# LTX-2 VAE Test Notebook

**VAE Specifications:**
- Spatial compression: 32x | Temporal compression: 8x | Latent channels: 128
- Frame count: must be `1 + 8*k` | Resolution: must be divisible by 32

**Tests:**
1. Basic Redecode - encode/decode reconstruction quality
2. Checkerboard Latent Blend Sweep - varying block sizes from large to 1x1 XOXOXO
3. Latent Quantization Sweep - quantize to 256, 128, 64, 32, 16, 4, 2 levels

## Setup

In [None]:
import sys
import rp
import torch
import numpy as np
from einops import rearrange

# Global config
IN_NOTEBOOK = rp.running_in_jupyter_notebook()
top_dir = rp.get_git_working_dir('.')
ltx_src = rp.path_join(top_dir, 'LTX2', 'src')

# Add LTX packages to path
for pkg in ['ltx-core', 'ltx-trainer', 'ltx-pipelines']:
    sys.path.insert(0, rp.path_join(ltx_src, 'packages', pkg, 'src'))

from ltx_trainer.model_loader import load_video_vae_encoder, load_video_vae_decoder

print(f"Running in notebook: {IN_NOTEBOOK}")
print(f"Top directory: {top_dir}")

## Load VAE

In [None]:
models_dir = rp.path_join(top_dir, 'LTX2', 'models')
vae_path = rp.path_join(models_dir, 'ltx-2-19b-distilled.safetensors')
device = rp.select_torch_device(prefer_used=True, reserve=True)
dtype = torch.bfloat16

print(f"Device: {device}, dtype: {dtype}")
print("Loading VAE...")
vae_encoder = load_video_vae_encoder(vae_path, device=device, dtype=dtype)
vae_decoder = load_video_vae_decoder(vae_path, device=device, dtype=dtype)
print("VAE loaded!")

## Helper Functions

In [None]:
# 10x higher than 'high' (which is 10^7)
VIDEO_BITRATE = 100000000


def show_video(video, name, framerate=30):
    """Display in notebook or save to file."""
    if IN_NOTEBOOK:
        rp.display_video(video, framerate=framerate)
    else:
        path = rp.path_join(top_dir, 'Notebooks', f'{name}.mp4')
        print(f"Saving: {path}")
        rp.save_video_mp4(video, path, framerate=framerate, video_bitrate=VIDEO_BITRATE)
        return path


def encode_video(rgb_video):
    """Encode RGB video (T,H,W,3) to latent (LT,LC,LH,LW)."""
    numpy_video = rp.as_rgb_images(rgb_video, copy=False)
    torch_video = rp.as_torch_images(numpy_video, device=device, dtype=dtype, copy=False)
    torch_video = rearrange(torch_video, 'T C H W -> 1 C T H W') * 2 - 1
    with torch.inference_mode():
        latent = vae_encoder(torch_video)
    return rearrange(latent, '1 LC LT LH LW -> LT LC LH LW')

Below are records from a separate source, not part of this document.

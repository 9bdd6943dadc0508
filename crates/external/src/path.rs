//! Repository layout: `<slug>.toml` at the top level, outcome snippets under
//! `outcomes/<platform>/<slug>.toml`.

use std::path::Path;

pub const OUTCOMES_DIR: &str = "outcomes";

#[derive(Debug, Clone, PartialEq, Eq)]
pub enum ConfigPath {
    Experiment { slug: String },
    Outcome { platform: String, slug: String },
}

impl ConfigPath {
    /// Classify a path by its position relative to an outcomes directory.
    /// Works for absolute paths and paths relative to the repository root.
    pub fn classify(path: &Path) -> Option<Self> {
        if path.extension().and_then(|e| e.to_str()) != Some("toml") {
            return None;
        }
        let slug = path.file_stem()?.to_str()?.to_string();
        let parent = path.parent();
        let platform_dir = parent.and_then(Path::file_name).and_then(|n| n.to_str());
        let outcomes_dir = parent
            .and_then(Path::parent)
            .and_then(Path::file_name)
            .and_then(|n| n.to_str());

        match (outcomes_dir, platform_dir) {
            (Some(OUTCOMES_DIR), Some(platform)) => Some(ConfigPath::Outcome {
                platform: platform.to_string(),
                slug,
            }),
            _ => Some(ConfigPath::Experiment { slug }),
        }
    }

    pub fn slug(&self) -> &str {
        match self {
            ConfigPath::Experiment { slug } | ConfigPath::Outcome { slug, .. } => slug,
        }
    }
}
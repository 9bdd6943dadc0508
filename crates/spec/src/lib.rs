//! Analysis specs: parsing, layered merging and resolution against an
//! experiment into an [`AnalysisConfiguration`].
//!
//! Specs are plain data until [`AnalysisSpec::resolve`] binds them to an
//! experiment and a [`analysis_catalog::Catalog`]. Neither merging nor
//! resolution performs I/O.

pub mod configuration;
pub mod defaults;
pub mod merge;
pub mod resolve;
pub mod spec;

pub use configuration::{AnalysisConfiguration, ExperimentConfiguration, Summary};
pub use merge::merge;
pub use spec::{
    AnalysisSpec, DataSourceDefinition, DataSourcesSpec, ExperimentSpec, MetricDefinition,
    MetricsSpec, OutcomeSpec, PreTreatmentSpec, SegmentDataSourceDefinition, SegmentDefinition,
    SegmentsSpec, StatisticSpec,
};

def decode_video(latent_video):
    """Decode latent (LT,LC,LH,LW) to RGB video (T,H,W,3)."""
    latent = rearrange(latent_video, 'LT LC LH LW -> 1 LC LT LH LW')
    with torch.inference_mode():
        decoded = vae_decoder(latent)
    decoded = rearrange(decoded, '1 C T H W -> T H W C')
    decoded = ((decoded + 1) / 2).clamp(0, 1) * 255
    return decoded.to(torch.uint8).cpu().numpy()


def redecode_video(rgb_video):
    """Encode then decode."""
    return decode_video(encode_video(rgb_video))


def make_comparison(videos, labels):
    """Create labeled side-by-side comparison video."""
    return rp.horizontally_concatenated_videos(
        rp.resize_lists_to_min_len(
            rp.resize_videos_to_min_size(
                rp.labeled_videos(videos, labels, font='R:Futura')
            )
        )
    )

## Load Test Video

In [None]:
video_path = rp.download_to_cache('https://www.pexels.com/download/video/5291434/')
numpy_video_boat = rp.load_video(video_path, length=150, show_progress=True)

# Resize and crop to VAE requirements
numpy_video_boat = rp.resize_images_to_fit(numpy_video_boat, height=512, width=768, allow_growth=False)
numpy_video_boat = rp.as_numpy_array(numpy_video_boat)
H, W = numpy_video_boat.shape[1:3]
numpy_video_boat = rp.crop_images(numpy_video_boat, (H//32)*32, (W//32)*32, origin='center')
numpy_video_boat = rp.as_numpy_array(numpy_video_boat)
T = len(numpy_video_boat)
numpy_video_boat = numpy_video_boat[:1 + 8*((T-1)//8)]
print(f"Boat video: {numpy_video_boat.shape}")

# Create green video
T, H, W, _ = numpy_video_boat.shape
numpy_video_green = np.zeros((T, H, W, 3), dtype=np.uint8)
numpy_video_green[:, :, :, 1] = 255
print(f"Green video: {numpy_video_green.shape}")

---
# Test 1: Basic Redecode
Encode to latent space, decode back. Should be nearly identical to input.

In [None]:
rp.tic()
video_redecoded = redecode_video(numpy_video_boat)
rp.ptoc('Redecode')

show_video(make_comparison(
    [numpy_video_boat, video_redecoded],
    ['Input', 'Redecoded']
), 'test1_redecode')

---
# Test 2: Checkerboard Latent Blend Sweep
Blend boat and green videos in **latent space** using checkerboard masks of varying sizes, from large blocks down to 1x1 XOXOXO pattern.

In [None]:
rp.tic()
latent_boat = encode_video(numpy_video_boat)
latent_green = encode_video(numpy_video_green)
rp.ptoc('Encode both')

LT, LC, LH, LW = latent_boat.shape
print(f"Latent shape: LT={LT}, LC={LC}, LH={LH}, LW={LW}")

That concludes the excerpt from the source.